• _TASK GOAL_
Output only the lines below that start at the line containing "String, reason: String" and end at the line containing "use crate::error::ApiError;", with both ends kept.
*** Block opens ***
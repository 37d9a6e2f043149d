mod handshake;

use std::{io::Write, sync::Arc};

use tokio::net::TcpListener;
use tokio_stream::wrappers::TcpListenerStream;
use tonic::transport::Server;
use tracing::{error, info};

use shoes_ecs_api::{EcsTaskAdapter, HealthServer, HealthService, ShoesServer, ShoesService};
use shoes_ecs_core::{ecs::AwsConnector, launcher::TaskLauncher};
use shoes_ecs_model::AppConfig;
use shoes_ecs_observe::{LoggerConfig, init_logger};

use crate::handshake::{HandshakeLine, MAGIC_COOKIE_KEY, cookie_matches};

#[tokio::main(flavor = "multi_thread")]
async fn main() -> anyhow::Result<()> {
    // 1) refuse to run outside a plugin host
    if !cookie_matches(std::env::var(MAGIC_COOKIE_KEY).ok().as_deref()) {
        eprintln!(
            "This binary is a plugin. These are not meant to be executed directly.\n\
             Please execute the program that consumes these plugins, which will\n\
             load any plugins automatically."
        );
        std::process::exit(1);
    }

    // 2) logger (stderr)
    init_logger(&LoggerConfig::from_env()?)?;

    // 3) configuration, fatal before the handshake
    let config = match AppConfig::from_env() {
        Ok(cfg) => Arc::new(cfg),
        Err(e) => {
            error!(error = %e, "invalid configuration");
            return Err(e.into());
        }
    };
    info!(
        cluster = config.cluster(),
        task_definition = config.task_definition(),
        subnet = config.subnet_id(),
        region = config.region(),
        no_wait = config.no_wait().is_enabled(),
        "configuration loaded"
    );

    // 4) services
    let adapter = EcsTaskAdapter::new(config, TaskLauncher::new(AwsConnector::new()));
    let shoes = ShoesService::new(Arc::new(adapter));

    // 5) listen and announce
    let listener = TcpListener::bind("127.0.0.1:0").await?;
    let addr = listener.local_addr()?;
    {
        let mut stdout = std::io::stdout().lock();
        writeln!(stdout, "{}", HandshakeLine { addr })?;
        stdout.flush()?;
    }
    info!(%addr, "serving shoes plugin");

    Server::builder()
        .add_service(HealthServer::new(HealthService))
        .add_service(ShoesServer::new(shoes))
        .serve_with_incoming_shutdown(TcpListenerStream::new(listener), shutdown_signal())
        .await?;

    info!("plugin stopped");
    Ok(())
}

async fn shutdown_signal() {
    #[cfg(unix)]
    {
        use tokio::signal::unix::{SignalKind, signal};

        match signal(SignalKind::terminate()) {
            Ok(mut term) => {
                tokio::select! {
                    _ = tokio::signal::ctrl_c() => {}
                    _ = term.recv() => {}
                }
            }
            Err(e) => {
                error!(error = %e, "failed to install SIGTERM handler");
                let _ = tokio::signal::ctrl_c().await;
            }
        }
    }

    #[cfg(not(unix))]
    {
        let _ = tokio::signal::ctrl_c().await;
    }

    info!("shutdown requested");
}
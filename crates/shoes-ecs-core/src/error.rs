use std::time::Duration;

use thiserror::Error;

use shoes_ecs_model::TaskArn;

/// Failure of a single launch.
///
/// Variants that carry a `task_arn` were raised after the task had already been submitted:
/// the remote task keeps its own lifecycle and is never stopped by the launcher.
#[derive(Debug, Error)]
pub enum LaunchError {
    #[error("failed to build ECS client for region '{region}': {reason}")]
    Configuration { region: String, reason: String },

    #[error("run-task rejected: {0}")]
    Submit(String),

    #[error("run-task returned no task (failures: [{}])", .failures.join("; "))]
    EmptyTaskList { failures: Vec<String> },

    #[error("run-task returned {count} tasks, expected exactly one")]
    UnexpectedTaskCount { count: usize },

    #[error("task {task_arn} did not reach RUNNING within {waited:?}")]
    Timeout { task_arn: TaskArn, waited: Duration },

    #[error("waiting for task {task_arn} failed: {reason}")]
    Wait { task_arn: TaskArn, reason: String },

    #[error("wait for task {task_arn} canceled by caller")]
    Canceled { task_arn: TaskArn },
}

impl LaunchError {
    /// Stable, machine-readable name of the failure kind.
    pub fn kind(&self) -> &'static str {
        match self {
            LaunchError::Configuration { .. } => "configuration",
            LaunchError::Submit(_) => "submit",
            LaunchError::EmptyTaskList { .. } => "empty_task_list",
            LaunchError::UnexpectedTaskCount { .. } => "unexpected_task_count",
            LaunchError::Timeout { .. } => "timeout",
            LaunchError::Wait { .. } => "wait",
            LaunchError::Canceled { .. } => "canceled",
        }
    }

    /// Task submitted before the failure, if any.
    pub fn task_arn(&self) -> Option<&TaskArn> {
        match self {
            LaunchError::Timeout { task_arn, .. }
            | LaunchError::Wait { task_arn, .. }
            | LaunchError::Canceled { task_arn } => Some(task_arn),
            _ => None,
        }
    }
}
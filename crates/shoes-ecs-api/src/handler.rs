use async_trait::async_trait;
use tokio_util::sync::CancellationToken;

use shoes_ecs_model::{AddInstance, Instance, TaskArn};

use crate::error::ApiError;

/// Runner backend contract invoked by the host.
///
/// Implementations are shared across concurrent calls and must not keep per-request state.
#[async_trait]
pub trait ShoesHandler: Send + Sync + 'static {
    /// Create one runner instance and return its identity.
    ///
    /// `cancel` fires when the caller goes away; long waits should stop early.
    async fn add_instance(
        &self,
        req: AddInstance,
        cancel: &CancellationToken,
    ) -> Result<Instance, ApiError>;

    /// Delete a previously created instance.
    async fn delete_instance(&self, cloud_id: &TaskArn) -> Result<(), ApiError>;
}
*** Block closes ***
• _SOLUTION_
    Configuration { region: String, reason: String },

    #[error("run-task rejected: {0}")]
    Submit(String),

    #[error("run-task returned no task (failures: [{}])", .failures.join("; "))]
    EmptyTaskList { failures: Vec<String> },

    #[error("run-task returned {count} tasks, expected exactly one")]
    UnexpectedTaskCount { count: usize },

    #[error("task {task_arn} did not reach RUNNING within {waited:?}")]
    Timeout { task_arn: TaskArn, waited: Duration },

    #[error("waiting for task {task_arn} failed: {reason}")]
    Wait { task_arn: TaskArn, reason: String },

    #[error("wait for task {task_arn} canceled by caller")]
    Canceled { task_arn: TaskArn },
}

impl LaunchError {
    /// Stable, machine-readable name of the failure kind.
    pub fn kind(&self) -> &'static str {
        match self {
            LaunchError::Configuration { .. } => "configuration",
            LaunchError::Submit(_) => "submit",
            LaunchError::EmptyTaskList { .. } => "empty_task_list",
            LaunchError::UnexpectedTaskCount { .. } => "unexpected_task_count",
            LaunchError::Timeout { .. } => "timeout",
            LaunchError::Wait { .. } => "wait",
            LaunchError::Canceled { .. } => "canceled",
        }
    }

    /// Task submitted before the failure, if any.
    pub fn task_arn(&self) -> Option<&TaskArn> {
        match self {
            LaunchError::Timeout { task_arn, .. }
            | LaunchError::Wait { task_arn, .. }
            | LaunchError::Canceled { task_arn } => Some(task_arn),
            _ => None,
        }
    }
}
filename crates/shoes-ecs-api/src/handler.rs
use async_trait::async_trait;
use tokio_util::sync::CancellationToken;

use shoes_ecs_model::{AddInstance, Instance, TaskArn};

use crate::error::ApiError;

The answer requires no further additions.